### Extracted information

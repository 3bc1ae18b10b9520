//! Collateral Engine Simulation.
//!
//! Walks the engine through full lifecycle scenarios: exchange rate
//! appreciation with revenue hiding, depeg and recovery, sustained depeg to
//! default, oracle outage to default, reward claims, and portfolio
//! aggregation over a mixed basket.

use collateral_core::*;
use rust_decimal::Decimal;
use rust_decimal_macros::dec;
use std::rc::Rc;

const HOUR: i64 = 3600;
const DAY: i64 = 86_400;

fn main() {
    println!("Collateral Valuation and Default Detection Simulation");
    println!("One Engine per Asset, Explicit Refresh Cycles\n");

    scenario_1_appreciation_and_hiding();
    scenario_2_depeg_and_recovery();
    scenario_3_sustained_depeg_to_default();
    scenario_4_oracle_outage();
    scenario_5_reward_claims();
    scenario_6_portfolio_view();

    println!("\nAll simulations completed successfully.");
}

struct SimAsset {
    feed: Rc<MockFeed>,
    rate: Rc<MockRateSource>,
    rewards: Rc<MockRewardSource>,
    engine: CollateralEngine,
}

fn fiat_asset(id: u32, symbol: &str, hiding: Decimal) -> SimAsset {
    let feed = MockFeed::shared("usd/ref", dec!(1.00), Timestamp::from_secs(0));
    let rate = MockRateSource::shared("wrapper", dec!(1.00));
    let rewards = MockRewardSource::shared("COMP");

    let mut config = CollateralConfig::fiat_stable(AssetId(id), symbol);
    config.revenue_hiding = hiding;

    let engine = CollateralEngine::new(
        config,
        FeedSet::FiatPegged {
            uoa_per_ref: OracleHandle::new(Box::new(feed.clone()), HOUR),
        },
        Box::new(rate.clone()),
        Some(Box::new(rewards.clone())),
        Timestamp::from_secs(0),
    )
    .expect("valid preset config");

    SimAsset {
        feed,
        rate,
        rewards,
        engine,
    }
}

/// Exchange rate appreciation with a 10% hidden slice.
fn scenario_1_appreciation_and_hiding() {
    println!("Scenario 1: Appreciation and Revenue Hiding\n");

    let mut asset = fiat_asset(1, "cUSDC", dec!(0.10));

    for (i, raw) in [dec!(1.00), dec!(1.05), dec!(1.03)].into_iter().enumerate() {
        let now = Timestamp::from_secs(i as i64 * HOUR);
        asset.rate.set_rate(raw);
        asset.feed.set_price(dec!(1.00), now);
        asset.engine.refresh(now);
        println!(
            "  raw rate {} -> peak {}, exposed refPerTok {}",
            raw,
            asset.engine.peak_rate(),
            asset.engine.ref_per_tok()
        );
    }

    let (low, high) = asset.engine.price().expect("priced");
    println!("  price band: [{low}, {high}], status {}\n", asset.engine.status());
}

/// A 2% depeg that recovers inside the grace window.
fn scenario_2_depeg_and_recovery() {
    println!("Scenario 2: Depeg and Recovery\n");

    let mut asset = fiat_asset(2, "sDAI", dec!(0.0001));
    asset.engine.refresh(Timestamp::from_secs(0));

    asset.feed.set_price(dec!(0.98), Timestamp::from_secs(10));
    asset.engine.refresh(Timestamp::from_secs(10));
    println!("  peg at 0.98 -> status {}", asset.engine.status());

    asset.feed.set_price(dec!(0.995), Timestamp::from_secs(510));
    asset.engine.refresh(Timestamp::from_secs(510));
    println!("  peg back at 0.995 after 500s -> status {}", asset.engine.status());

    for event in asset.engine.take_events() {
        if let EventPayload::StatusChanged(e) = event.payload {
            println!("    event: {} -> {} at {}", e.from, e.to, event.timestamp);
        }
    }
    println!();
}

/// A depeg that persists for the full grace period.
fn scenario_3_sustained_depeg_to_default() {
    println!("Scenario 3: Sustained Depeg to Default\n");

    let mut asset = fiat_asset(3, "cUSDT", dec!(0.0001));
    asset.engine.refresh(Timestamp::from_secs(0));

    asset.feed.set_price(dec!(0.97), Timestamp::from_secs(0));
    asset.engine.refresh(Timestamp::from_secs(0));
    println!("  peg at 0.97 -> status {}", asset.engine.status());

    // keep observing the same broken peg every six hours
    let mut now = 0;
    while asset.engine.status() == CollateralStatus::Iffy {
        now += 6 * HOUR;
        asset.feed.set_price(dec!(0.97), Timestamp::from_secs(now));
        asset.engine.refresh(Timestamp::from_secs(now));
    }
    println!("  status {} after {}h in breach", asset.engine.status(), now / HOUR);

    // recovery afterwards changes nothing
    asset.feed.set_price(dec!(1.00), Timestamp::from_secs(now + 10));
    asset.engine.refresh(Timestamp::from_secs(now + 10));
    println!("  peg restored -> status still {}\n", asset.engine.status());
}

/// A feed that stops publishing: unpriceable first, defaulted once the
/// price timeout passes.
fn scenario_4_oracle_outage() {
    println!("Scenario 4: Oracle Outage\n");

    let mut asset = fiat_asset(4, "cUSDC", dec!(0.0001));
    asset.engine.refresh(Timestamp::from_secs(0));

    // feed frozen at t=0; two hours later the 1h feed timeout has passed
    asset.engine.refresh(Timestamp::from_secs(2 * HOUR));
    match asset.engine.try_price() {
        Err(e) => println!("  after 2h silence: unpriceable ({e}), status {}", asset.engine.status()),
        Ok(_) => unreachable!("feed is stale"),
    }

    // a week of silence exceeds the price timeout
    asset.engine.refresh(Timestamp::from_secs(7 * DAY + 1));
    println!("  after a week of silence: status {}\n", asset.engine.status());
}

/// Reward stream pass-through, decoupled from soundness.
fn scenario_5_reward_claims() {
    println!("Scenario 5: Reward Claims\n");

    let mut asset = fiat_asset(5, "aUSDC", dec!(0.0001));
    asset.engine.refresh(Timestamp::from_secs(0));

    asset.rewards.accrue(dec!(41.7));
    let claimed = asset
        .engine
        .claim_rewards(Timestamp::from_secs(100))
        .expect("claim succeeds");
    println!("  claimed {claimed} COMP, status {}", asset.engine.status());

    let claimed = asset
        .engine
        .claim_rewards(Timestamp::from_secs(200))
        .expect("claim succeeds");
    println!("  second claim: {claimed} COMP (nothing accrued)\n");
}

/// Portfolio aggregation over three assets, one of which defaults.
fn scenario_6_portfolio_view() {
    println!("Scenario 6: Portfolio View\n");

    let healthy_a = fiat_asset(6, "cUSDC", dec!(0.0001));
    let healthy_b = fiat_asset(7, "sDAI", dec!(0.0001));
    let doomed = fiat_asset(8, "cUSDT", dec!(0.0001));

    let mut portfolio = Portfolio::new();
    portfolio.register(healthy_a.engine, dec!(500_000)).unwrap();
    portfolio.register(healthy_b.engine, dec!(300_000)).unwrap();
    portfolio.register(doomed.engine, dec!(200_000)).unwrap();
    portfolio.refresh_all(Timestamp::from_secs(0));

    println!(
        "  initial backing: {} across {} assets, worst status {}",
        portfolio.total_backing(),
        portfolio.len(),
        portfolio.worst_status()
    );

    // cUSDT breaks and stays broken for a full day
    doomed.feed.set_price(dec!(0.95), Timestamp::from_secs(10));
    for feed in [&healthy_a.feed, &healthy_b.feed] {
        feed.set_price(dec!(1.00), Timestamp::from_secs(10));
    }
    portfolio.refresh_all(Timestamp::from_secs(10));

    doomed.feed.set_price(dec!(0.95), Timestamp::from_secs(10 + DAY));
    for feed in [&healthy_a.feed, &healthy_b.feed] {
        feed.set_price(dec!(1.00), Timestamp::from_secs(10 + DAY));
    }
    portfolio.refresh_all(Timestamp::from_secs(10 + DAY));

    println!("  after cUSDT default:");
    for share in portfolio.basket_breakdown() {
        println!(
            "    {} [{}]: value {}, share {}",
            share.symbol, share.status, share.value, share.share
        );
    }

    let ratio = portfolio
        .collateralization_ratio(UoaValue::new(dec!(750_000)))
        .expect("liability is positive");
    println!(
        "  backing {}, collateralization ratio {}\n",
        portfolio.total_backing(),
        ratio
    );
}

######

Task to complete
Your answer must be a single number: the count of lines in these records that contain "hours".

Output below
2